■ Task description: Of all the lines in the entries below, give again exactly those starting at the line containing "to create worker" and ending at the line containing "Ok(mut sigterm) =>", both ends included, and no others.

(Data entries)
■ ■ ■ ■ ■

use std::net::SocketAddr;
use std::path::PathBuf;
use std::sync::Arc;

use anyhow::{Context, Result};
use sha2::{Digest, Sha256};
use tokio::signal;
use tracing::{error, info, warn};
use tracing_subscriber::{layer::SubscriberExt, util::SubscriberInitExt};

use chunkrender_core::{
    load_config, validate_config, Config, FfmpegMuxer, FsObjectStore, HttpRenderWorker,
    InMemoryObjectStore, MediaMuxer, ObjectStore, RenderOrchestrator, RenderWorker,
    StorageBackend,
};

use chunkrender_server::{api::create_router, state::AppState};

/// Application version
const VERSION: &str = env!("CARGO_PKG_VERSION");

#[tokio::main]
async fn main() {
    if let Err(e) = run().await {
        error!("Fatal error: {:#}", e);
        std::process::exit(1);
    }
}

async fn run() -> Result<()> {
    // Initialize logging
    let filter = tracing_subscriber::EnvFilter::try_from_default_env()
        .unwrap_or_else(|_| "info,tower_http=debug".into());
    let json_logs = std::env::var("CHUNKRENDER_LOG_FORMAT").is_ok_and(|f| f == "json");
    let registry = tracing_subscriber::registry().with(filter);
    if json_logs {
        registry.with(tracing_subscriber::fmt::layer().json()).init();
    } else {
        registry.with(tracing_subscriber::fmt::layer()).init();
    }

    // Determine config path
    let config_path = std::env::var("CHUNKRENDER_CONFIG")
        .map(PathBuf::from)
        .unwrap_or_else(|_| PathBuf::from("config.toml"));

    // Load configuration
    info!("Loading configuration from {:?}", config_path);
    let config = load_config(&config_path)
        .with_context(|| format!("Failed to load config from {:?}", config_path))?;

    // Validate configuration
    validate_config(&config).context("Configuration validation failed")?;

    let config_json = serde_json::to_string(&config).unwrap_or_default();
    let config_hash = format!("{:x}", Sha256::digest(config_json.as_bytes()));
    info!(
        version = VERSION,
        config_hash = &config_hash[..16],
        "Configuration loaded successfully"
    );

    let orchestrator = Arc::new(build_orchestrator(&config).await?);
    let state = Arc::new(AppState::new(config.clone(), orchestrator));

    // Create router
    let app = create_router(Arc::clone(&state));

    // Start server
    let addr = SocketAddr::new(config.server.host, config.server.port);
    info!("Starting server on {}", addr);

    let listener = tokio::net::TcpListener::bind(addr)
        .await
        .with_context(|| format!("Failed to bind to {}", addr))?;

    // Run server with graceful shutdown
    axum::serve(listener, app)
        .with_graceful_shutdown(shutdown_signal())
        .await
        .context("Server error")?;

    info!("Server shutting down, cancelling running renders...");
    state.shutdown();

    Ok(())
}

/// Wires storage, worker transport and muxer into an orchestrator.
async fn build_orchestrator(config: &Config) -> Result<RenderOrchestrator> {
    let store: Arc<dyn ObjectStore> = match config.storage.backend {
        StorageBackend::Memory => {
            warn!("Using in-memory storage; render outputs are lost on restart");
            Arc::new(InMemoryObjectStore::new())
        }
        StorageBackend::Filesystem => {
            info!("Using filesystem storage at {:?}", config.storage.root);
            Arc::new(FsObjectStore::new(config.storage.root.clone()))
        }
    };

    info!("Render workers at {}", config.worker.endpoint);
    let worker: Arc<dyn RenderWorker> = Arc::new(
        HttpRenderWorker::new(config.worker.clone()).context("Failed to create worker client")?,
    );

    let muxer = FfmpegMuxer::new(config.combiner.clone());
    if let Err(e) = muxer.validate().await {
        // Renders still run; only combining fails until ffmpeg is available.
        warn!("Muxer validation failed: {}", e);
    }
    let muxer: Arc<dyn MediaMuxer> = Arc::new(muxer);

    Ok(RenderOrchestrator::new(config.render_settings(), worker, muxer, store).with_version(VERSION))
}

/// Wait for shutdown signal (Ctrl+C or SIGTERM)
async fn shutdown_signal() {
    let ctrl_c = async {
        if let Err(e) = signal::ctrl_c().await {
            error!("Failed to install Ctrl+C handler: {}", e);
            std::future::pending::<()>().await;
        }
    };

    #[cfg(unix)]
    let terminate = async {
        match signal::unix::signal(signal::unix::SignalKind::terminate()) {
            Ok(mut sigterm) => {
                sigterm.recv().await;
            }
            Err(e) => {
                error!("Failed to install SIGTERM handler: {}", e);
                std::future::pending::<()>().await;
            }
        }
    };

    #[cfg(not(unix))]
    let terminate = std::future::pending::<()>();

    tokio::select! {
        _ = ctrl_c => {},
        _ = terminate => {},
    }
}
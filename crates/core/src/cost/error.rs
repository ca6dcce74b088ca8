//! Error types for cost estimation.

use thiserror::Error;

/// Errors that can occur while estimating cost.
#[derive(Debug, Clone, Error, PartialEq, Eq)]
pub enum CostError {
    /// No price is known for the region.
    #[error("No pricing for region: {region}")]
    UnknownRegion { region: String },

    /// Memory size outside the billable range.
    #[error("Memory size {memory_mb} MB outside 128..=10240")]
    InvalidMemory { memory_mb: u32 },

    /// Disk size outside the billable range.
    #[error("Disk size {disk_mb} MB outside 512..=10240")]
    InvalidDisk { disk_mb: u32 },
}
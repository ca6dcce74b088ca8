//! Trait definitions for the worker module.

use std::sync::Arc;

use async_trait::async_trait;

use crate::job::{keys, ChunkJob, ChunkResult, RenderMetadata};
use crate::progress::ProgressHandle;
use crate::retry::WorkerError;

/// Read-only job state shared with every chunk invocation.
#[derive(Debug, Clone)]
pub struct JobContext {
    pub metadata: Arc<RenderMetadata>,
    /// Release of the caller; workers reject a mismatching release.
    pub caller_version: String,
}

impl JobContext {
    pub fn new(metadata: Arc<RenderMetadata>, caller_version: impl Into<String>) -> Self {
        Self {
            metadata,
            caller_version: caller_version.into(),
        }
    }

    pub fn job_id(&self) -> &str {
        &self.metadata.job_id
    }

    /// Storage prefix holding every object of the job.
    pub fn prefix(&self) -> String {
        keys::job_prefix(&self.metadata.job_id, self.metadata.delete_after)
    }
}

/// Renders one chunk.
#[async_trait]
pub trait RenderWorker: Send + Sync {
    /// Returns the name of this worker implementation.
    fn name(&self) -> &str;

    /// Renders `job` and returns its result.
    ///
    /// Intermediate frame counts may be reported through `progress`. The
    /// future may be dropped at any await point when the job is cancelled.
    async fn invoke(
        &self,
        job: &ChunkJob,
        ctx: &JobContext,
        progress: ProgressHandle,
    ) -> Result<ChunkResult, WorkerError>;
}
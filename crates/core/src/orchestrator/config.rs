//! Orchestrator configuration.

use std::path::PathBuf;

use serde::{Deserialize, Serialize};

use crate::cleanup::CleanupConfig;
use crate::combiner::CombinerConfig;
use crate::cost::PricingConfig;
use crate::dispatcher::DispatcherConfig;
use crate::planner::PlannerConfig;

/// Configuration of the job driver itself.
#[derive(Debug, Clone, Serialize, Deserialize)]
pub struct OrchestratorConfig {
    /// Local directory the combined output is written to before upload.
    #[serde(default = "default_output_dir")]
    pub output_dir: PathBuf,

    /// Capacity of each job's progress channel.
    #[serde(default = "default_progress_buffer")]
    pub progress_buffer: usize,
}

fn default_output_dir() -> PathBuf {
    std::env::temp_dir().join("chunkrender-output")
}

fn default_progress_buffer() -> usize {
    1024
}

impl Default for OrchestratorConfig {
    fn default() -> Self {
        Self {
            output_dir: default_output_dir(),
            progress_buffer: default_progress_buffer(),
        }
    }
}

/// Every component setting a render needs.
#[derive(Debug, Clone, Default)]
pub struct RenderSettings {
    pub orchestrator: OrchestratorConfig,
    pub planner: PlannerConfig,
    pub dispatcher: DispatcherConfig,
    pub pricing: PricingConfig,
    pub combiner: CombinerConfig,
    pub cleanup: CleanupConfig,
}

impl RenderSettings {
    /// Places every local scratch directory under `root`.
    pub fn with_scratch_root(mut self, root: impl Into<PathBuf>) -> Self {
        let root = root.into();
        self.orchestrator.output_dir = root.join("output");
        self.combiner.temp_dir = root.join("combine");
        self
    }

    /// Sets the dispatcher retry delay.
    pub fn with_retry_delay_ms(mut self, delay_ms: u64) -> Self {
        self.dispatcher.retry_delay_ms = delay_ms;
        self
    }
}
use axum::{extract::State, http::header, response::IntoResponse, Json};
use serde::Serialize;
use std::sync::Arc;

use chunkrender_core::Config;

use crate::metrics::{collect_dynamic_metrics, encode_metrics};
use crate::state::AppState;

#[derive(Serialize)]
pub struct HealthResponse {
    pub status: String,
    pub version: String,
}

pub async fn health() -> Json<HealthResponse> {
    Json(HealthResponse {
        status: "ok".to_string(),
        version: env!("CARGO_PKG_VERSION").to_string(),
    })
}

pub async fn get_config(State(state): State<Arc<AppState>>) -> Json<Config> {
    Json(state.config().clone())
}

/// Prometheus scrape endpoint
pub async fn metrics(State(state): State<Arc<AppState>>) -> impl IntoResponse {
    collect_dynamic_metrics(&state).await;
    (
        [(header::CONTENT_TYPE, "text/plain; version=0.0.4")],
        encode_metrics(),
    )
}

■ ■ ■ ■ ■

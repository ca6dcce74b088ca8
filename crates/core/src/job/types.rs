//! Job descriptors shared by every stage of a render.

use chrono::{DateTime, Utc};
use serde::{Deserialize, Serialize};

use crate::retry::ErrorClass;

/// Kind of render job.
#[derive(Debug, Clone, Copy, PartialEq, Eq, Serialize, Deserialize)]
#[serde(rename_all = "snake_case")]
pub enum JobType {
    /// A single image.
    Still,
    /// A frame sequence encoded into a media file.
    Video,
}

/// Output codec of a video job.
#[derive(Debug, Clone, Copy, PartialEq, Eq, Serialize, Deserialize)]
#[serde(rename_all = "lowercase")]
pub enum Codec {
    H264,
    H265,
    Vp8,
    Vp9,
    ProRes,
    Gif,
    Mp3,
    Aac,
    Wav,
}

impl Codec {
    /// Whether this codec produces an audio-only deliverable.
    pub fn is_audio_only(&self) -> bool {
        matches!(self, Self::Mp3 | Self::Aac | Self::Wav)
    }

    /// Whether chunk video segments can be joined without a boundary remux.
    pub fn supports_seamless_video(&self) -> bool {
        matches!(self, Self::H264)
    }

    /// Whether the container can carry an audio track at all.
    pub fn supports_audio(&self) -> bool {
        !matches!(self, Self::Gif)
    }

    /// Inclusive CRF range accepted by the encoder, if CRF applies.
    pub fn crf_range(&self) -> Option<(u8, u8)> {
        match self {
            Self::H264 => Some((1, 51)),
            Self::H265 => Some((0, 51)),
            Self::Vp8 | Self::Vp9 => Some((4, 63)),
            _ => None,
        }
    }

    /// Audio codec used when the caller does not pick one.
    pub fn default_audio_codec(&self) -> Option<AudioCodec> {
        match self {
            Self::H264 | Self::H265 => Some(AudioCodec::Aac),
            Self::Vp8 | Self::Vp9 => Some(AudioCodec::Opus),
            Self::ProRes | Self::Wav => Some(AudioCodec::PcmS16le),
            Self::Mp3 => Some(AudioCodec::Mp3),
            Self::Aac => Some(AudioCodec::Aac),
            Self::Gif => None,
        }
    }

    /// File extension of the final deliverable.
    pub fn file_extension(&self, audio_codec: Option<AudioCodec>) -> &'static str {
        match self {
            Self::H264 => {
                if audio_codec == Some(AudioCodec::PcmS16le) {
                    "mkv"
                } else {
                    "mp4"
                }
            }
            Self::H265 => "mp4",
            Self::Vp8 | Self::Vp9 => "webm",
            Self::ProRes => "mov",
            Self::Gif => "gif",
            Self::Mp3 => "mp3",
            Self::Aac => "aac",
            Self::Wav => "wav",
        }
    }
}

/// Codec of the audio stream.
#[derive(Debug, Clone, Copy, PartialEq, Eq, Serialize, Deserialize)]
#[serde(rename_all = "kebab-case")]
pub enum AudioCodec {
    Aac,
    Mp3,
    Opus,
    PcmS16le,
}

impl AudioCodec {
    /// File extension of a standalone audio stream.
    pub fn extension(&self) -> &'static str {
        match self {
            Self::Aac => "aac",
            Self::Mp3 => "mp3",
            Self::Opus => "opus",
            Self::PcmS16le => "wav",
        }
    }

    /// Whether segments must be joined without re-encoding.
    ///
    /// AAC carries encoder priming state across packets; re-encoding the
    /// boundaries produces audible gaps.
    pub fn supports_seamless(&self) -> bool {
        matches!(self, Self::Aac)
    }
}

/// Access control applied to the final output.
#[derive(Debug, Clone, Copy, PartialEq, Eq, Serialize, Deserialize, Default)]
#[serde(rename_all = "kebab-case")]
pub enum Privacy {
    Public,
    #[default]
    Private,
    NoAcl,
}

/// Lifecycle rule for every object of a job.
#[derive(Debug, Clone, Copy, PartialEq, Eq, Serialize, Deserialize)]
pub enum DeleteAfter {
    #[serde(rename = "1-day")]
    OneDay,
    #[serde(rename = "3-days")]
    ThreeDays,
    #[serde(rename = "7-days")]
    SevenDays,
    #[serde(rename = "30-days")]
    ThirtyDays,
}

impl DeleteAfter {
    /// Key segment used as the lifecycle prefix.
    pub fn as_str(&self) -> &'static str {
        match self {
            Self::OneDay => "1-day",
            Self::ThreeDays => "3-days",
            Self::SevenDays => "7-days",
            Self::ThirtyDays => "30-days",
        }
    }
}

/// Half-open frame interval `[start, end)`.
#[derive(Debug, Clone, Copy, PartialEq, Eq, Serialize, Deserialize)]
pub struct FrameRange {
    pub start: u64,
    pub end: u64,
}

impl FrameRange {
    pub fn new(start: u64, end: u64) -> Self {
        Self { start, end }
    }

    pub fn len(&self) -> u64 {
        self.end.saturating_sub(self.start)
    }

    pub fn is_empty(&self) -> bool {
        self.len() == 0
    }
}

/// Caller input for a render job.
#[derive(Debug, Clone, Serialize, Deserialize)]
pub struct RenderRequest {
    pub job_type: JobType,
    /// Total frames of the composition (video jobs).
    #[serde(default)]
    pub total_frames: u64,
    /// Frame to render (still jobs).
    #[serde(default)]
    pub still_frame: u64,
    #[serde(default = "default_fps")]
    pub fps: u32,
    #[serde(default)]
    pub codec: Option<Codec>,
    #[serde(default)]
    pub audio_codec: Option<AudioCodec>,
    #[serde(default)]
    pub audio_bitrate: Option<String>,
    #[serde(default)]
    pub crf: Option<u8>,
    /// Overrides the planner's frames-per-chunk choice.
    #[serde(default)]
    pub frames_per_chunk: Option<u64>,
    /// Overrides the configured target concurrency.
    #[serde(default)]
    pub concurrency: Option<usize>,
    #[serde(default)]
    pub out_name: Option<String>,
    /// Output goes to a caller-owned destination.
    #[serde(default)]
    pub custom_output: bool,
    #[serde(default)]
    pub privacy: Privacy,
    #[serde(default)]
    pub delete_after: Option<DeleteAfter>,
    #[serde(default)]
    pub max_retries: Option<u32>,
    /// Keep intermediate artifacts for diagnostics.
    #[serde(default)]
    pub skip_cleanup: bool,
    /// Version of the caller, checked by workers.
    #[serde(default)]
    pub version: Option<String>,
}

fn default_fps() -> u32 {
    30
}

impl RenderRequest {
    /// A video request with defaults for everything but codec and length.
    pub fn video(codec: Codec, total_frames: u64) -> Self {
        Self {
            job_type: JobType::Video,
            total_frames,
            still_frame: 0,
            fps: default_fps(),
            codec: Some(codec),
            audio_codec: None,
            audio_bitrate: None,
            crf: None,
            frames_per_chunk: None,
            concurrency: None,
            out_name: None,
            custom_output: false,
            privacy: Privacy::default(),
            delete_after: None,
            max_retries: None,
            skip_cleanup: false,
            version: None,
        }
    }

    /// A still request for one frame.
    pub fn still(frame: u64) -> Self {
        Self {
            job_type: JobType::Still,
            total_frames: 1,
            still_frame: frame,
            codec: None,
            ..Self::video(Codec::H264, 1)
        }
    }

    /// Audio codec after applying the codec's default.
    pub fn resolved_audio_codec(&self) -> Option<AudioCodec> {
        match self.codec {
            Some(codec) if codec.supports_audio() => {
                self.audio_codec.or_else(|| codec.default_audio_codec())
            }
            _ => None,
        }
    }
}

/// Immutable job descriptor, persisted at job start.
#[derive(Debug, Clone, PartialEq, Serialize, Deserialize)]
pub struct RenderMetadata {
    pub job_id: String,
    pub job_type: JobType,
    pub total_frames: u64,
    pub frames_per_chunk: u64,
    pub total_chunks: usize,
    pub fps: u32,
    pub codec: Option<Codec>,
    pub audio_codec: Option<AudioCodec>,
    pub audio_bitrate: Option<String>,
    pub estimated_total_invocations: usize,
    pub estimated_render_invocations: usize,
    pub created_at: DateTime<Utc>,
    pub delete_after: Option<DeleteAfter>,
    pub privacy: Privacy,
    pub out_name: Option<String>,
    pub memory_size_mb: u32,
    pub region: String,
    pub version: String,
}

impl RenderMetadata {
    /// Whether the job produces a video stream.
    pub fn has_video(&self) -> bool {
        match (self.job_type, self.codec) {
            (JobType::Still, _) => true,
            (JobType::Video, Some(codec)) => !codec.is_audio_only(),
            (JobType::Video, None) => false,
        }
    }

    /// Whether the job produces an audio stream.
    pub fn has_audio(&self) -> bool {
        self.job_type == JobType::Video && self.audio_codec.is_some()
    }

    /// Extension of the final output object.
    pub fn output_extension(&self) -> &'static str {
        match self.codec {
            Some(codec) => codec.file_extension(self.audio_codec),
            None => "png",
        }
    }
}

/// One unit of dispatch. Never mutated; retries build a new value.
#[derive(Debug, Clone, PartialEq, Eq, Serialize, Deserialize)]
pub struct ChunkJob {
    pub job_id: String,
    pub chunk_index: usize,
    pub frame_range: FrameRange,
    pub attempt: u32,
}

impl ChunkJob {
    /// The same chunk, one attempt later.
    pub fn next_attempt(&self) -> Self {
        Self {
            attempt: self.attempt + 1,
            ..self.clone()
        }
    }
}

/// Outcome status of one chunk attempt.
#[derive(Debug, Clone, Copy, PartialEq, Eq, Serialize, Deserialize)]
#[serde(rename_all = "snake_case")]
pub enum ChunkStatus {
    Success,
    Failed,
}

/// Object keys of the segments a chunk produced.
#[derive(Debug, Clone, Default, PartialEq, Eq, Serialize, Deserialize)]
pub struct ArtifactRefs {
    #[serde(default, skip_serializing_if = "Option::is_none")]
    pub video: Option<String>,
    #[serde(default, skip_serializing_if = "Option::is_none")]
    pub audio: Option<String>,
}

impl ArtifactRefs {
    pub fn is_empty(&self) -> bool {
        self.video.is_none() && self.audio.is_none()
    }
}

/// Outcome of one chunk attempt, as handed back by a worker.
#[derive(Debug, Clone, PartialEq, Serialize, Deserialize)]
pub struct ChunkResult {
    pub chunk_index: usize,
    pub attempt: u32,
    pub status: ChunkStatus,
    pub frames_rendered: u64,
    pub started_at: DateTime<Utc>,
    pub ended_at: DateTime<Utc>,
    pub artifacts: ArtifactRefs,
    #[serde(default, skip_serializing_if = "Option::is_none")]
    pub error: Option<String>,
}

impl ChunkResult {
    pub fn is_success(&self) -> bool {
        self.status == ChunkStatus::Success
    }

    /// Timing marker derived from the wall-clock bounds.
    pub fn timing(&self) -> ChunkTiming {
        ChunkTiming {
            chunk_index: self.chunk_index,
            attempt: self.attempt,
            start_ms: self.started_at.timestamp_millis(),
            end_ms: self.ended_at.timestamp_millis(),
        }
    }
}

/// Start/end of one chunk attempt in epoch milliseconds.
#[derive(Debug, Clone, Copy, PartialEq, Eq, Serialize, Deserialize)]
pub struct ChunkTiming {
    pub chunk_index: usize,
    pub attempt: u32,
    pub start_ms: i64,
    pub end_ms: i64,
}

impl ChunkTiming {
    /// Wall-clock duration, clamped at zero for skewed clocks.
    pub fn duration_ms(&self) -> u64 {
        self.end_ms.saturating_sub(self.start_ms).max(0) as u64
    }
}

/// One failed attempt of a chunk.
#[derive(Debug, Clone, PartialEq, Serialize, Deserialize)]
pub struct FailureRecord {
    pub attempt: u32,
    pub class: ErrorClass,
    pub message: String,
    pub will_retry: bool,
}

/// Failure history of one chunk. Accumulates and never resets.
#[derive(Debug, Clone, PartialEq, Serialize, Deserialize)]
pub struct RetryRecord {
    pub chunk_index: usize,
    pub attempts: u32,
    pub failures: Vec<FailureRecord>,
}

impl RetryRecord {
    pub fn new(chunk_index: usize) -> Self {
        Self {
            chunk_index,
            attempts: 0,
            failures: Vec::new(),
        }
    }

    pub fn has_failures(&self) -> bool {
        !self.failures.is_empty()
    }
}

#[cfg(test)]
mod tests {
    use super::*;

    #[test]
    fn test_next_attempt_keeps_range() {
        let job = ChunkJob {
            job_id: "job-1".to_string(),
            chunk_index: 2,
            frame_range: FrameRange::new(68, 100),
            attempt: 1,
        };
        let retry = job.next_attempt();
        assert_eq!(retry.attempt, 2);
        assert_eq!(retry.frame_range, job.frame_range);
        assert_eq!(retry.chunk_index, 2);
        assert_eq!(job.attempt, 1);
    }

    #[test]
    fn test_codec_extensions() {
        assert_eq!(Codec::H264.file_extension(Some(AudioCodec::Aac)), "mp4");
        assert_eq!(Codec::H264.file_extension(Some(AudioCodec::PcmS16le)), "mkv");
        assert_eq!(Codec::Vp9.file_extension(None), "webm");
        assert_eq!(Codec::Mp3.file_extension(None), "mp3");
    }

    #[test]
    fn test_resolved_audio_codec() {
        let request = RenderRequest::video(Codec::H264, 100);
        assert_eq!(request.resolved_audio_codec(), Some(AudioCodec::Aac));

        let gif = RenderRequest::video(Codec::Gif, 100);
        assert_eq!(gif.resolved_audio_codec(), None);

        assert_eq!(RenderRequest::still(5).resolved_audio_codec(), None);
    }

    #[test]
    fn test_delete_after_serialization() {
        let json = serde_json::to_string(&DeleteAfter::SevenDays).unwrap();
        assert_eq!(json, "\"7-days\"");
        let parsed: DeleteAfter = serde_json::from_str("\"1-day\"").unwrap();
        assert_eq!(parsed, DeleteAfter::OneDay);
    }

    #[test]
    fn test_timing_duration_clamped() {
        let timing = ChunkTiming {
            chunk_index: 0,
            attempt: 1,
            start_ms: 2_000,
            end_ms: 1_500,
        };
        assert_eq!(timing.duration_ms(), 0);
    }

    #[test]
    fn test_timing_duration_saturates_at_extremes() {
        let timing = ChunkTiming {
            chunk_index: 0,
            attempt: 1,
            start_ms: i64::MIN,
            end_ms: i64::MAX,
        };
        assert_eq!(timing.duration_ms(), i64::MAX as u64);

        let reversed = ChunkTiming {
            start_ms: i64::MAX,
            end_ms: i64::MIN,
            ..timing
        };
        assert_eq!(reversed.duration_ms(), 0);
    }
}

■ ■ ■ ■ ■

■ Exercise response:
        HttpRenderWorker::new(config.worker.clone()).context("Failed to create worker client")?,
    );

    let muxer = FfmpegMuxer::new(config.combiner.clone());
    if let Err(e) = muxer.validate().await {
        // Renders still run; only combining fails until ffmpeg is available.
        warn!("Muxer validation failed: {}", e);
    }
    let muxer: Arc<dyn MediaMuxer> = Arc::new(muxer);

    Ok(RenderOrchestrator::new(config.render_settings(), worker, muxer, store).with_version(VERSION))
}

/// Wait for shutdown signal (Ctrl+C or SIGTERM)
async fn shutdown_signal() {
    let ctrl_c = async {
        if let Err(e) = signal::ctrl_c().await {
            error!("Failed to install Ctrl+C handler: {}", e);
            std::future::pending::<()>().await;
        }
    };

    #[cfg(unix)]
    let terminate = async {
        match signal::unix::signal(signal::unix::SignalKind::terminate()) {
            Ok(mut sigterm) => {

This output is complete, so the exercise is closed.